Why the Desktop Gets No Respect, and Should - jpr
http://www.pcmag.com/article2/0,2817,2367202,00.asp

======
fossuser
The article started off okay, but then when he suggested requiring licences to
use a computer and removing infected machines from owners by court order it
got completely ridiculous. We should be working towards making it even easier
to get people online, not constructing more artificial barriers to prevent it.
If someone choses to remain ignorant and not learn about their computer
(leading to an infected machine) this is not a legal problem. Getting more
people access to the largest information medium in human history is the goal,
sure some will use it for trivial purposes, but that isn't our concern and
certainly not our prerogative to regulate it. This article incorrectly assumes
there is no future for both the computer as an 'appliance' and as a more
powerful tool and I think we can be assured there is.

------
jseliger
Desktops, laptops, tablets, and smartphones exist along a continuum of
preference, price, and individual desires. It's not that desktops don't get
respect—it's that the market for them is saturated and unlikely to grow, so
few manufacturers focus much on them.

Look, I use an iMac and like desktops enough for their advantages (price,
power, etc.) to have written a whole post on the subject:
[http://jseliger.com/2008/12/26/computer-post-desktop-or-
lapt...](http://jseliger.com/2008/12/26/computer-post-desktop-or-
laptopnotebook/) . But that doesn't mean desktops should "get more respect" or
that because most apps are dumb tablets and smartphones are any less useful.

------
aufreak3
I've recently been thinking about whether there is a genuine role for serious
computing ability at "home" (even if accessed over the air via an iPad-like
device) and clicked on this article .. and was utterly disappointed.
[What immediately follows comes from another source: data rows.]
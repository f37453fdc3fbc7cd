use std::{net::SocketAddr, sync::Arc};

use axum::{
    extract::{Path, State},
    http::StatusCode,
    routing::{get, patch},
    Json, Router,
};
use shared::{
    domain::{CartItem, InventoryItem, ItemId},
    error::{ApiError, ErrorCode},
    protocol::{DeleteAck, UpdateCartAmountRequest},
};
use storage::Storage;
use tower_http::limit::RequestBodyLimitLayer;
use tracing::{error, info};
use tracing_subscriber::EnvFilter;

mod api;
mod app_state;
mod config;

use api::ApiContext;
use app_state::AppState;
use config::{load_settings, prepare_database_url};

const MAX_REQUEST_BODY_BYTES: usize = 16 * 1024;

type HttpResult<T> = Result<Json<T>, (StatusCode, Json<ApiError>)>;

#[tokio::main]
async fn main() -> anyhow::Result<()> {
    tracing_subscriber::fmt()
        .with_env_filter(
            EnvFilter::try_from_default_env().unwrap_or_else(|_| EnvFilter::new("info")),
        )
        .init();

    let settings = load_settings();
    let database_url = prepare_database_url(&settings.database_url)?;
    let storage = Storage::new(&database_url).await.map_err(|error| {
        error!(
            %database_url,
            %error,
            "failed to open SQLite database; verify parent directory exists and permissions are correct"
        );
        error
    })?;
    let seeded = storage.seed_inventory(&settings.inventory).await?;
    if seeded > 0 {
        info!(items = seeded, "seeded empty inventory");
    }

    let state = AppState {
        api: ApiContext { storage },
    };
    let app = build_router(Arc::new(state));

    let addr: SocketAddr = settings.server_bind.parse()?;
    info!(%addr, "cart store listening");
    let listener = tokio::net::TcpListener::bind(addr).await?;
    axum::serve(listener, app).await?;
    Ok(())
}

fn build_router(state: Arc<AppState>) -> Router {
    Router::new()
        .route("/healthz", get(healthz))
        .route("/inventory", get(http_list_inventory))
        .route("/cart", get(http_list_cart).post(http_create_cart_item))
        .route(
            "/cart/:id",
            patch(http_update_cart_item).delete(http_delete_cart_item),
        )
        .layer(RequestBodyLimitLayer::new(MAX_REQUEST_BODY_BYTES))
        .with_state(state)
}

async fn healthz(State(state): State<Arc<AppState>>) -> Result<&'static str, StatusCode> {
    state
        .api
        .storage
        .health_check()
        .await
        .map_err(|error| {
            error!(%error, "health check failed");
            StatusCode::SERVICE_UNAVAILABLE
        })?;
    Ok("ok")
}

async fn http_list_inventory(
    State(state): State<Arc<AppState>>,
) -> HttpResult<Vec<InventoryItem>> {
    api::list_inventory(&state.api)
        .await
        .map(Json)
        .map_err(into_response_error)
}

async fn http_list_cart(State(state): State<Arc<AppState>>) -> HttpResult<Vec<CartItem>> {
    api::list_cart(&state.api)
        .await
        .map(Json)
        .map_err(into_response_error)
}

async fn http_create_cart_item(
    State(state): State<Arc<AppState>>,
    Json(item): Json<CartItem>,
) -> Result<(StatusCode, Json<CartItem>), (StatusCode, Json<ApiError>)> {
    api::create_cart_item(&state.api, item)
        .await
        .map(|created| (StatusCode::CREATED, Json(created)))
        .map_err(into_response_error)
}

async fn http_update_cart_item(
    State(state): State<Arc<AppState>>,
    Path(id): Path<i64>,
    Json(req): Json<UpdateCartAmountRequest>,
) -> HttpResult<CartItem> {
    api::update_cart_item(&state.api, ItemId(id), req.amount)
        .await
        .map(Json)
        .map_err(into_response_error)
}

async fn http_delete_cart_item(
    State(state): State<Arc<AppState>>,
    Path(id): Path<i64>,
) -> HttpResult<DeleteAck> {
    api::delete_cart_item(&state.api, ItemId(id))
        .await
        .map(Json)
        .map_err(into_response_error)
}

fn into_response_error(err: ApiError) -> (StatusCode, Json<ApiError>) {
    let status = match err.code {
        ErrorCode::NotFound => StatusCode::NOT_FOUND,
        ErrorCode::Conflict => StatusCode::CONFLICT,
        ErrorCode::Validation => StatusCode::BAD_REQUEST,
        ErrorCode::Internal => {
            error!(message = %err.message, "cart store internal error");
            StatusCode::INTERNAL_SERVER_ERROR
        }
    };
    (status, Json(err))
}

#[cfg(test)]
#[path = "tests/main_tests.rs"]
mod tests;
//! Narrow trait boundaries for the collaborators this crate consumes but
//! does not implement: durable full-block storage and weight-proof
//! verification. Signature verification has its own narrow trait in
//! `body_validator`.

use async_trait::async_trait;
use consensus_types::{BlockHeight, BlockId, ConsensusError, StorageError};

use crate::block_record::{BlockRecord, CandidateBlock};

/// A sub-epoch challenge segment blob: opaque to this crate, round-tripped
/// to whatever persists it.
pub type ChallengeSegments = Vec<u8>;

/// Durable storage for full blocks, their records, and transaction
/// generators. Implemented outside this workspace; the engine only ever
/// calls through this trait.
#[async_trait]
pub trait BlockStore: Send + Sync {
    async fn add_full_block(
        &self,
        hash: BlockId,
        block: &CandidateBlock,
        record: &BlockRecord,
    ) -> Result<(), StorageError>;
    async fn set_in_chain(&self, hashes: &[BlockId]) -> Result<(), StorageError>;
    async fn set_peak(&self, hash: BlockId) -> Result<(), StorageError>;
    async fn rollback(&self, height: BlockHeight) -> Result<(), StorageError>;

    async fn get_full_block(&self, hash: BlockId) -> Result<Option<CandidateBlock>, StorageError>;
    async fn get_blocks_by_hash(&self, hashes: &[BlockId]) -> Result<Vec<CandidateBlock>, StorageError>;
    async fn get_generators_at(&self, heights: &[BlockHeight]) -> Result<Vec<Vec<u8>>, StorageError>;
    async fn get_generator(&self, hash: BlockId) -> Result<Option<Vec<u8>>, StorageError>;

    async fn get_block_record(&self, hash: BlockId) -> Result<Option<BlockRecord>, StorageError>;
    async fn get_block_records_close_to_peak(
        &self,
        n: usize,
    ) -> Result<(Vec<BlockRecord>, Option<BlockId>), StorageError>;
    async fn get_block_records_by_hash(&self, hashes: &[BlockId]) -> Result<Vec<BlockRecord>, StorageError>;
    async fn get_block_records_in_range(
        &self,
        lo: BlockHeight,
        hi: BlockHeight,
    ) -> Result<Vec<BlockRecord>, StorageError>;
    async fn get_prev_hash(&self, hash: BlockId) -> Result<Option<BlockId>, StorageError>;

    async fn persist_sub_epoch_challenge_segments(
        &self,
        hash: BlockId,
        segments: &ChallengeSegments,
    ) -> Result<(), StorageError>;
    async fn get_sub_epoch_challenge_segments(
        &self,
        hash: BlockId,
    ) -> Result<Option<ChallengeSegments>, StorageError>;

    async fn is_fully_compactified(&self, hash: BlockId) -> Result<Option<bool>, StorageError>;
    async fn rollback_cache_block(&self, hash: BlockId) -> Result<(), StorageError>;
}

/// A summarized weight proof, opaque beyond the record list it attests to.
/// Weight-proof construction and cryptographic verification are out of
/// scope for this crate.
#[derive(Debug, Clone, PartialEq, Eq)]
pub struct WeightProof {
    pub tip_header_hash: BlockId,
    pub bytes: Vec<u8>,
}

/// Verifies a weight proof and produces the block records it attests to, in
/// ascending height order. Implemented outside this workspace.
#[async_trait]
pub trait WeightProofVerifier: Send + Sync {
    async fn validate_weight_proof(
        &self,
        weight_proof: &WeightProof,
    ) -> Result<Vec<BlockRecord>, ConsensusError>;
}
The
article doesn't present _any_ valid _arguments_ for the value of the desktop.

If people want to use phone apps as conversation starters, so what? .. and how
many really want to fool around with Illustrator? .. and a licence to use
computers? really?

------
mhp
Taken with a grain of salt since it's written by a magazine that basically has
the word 'desktop' in its name...

------
rodh257
what a random rant...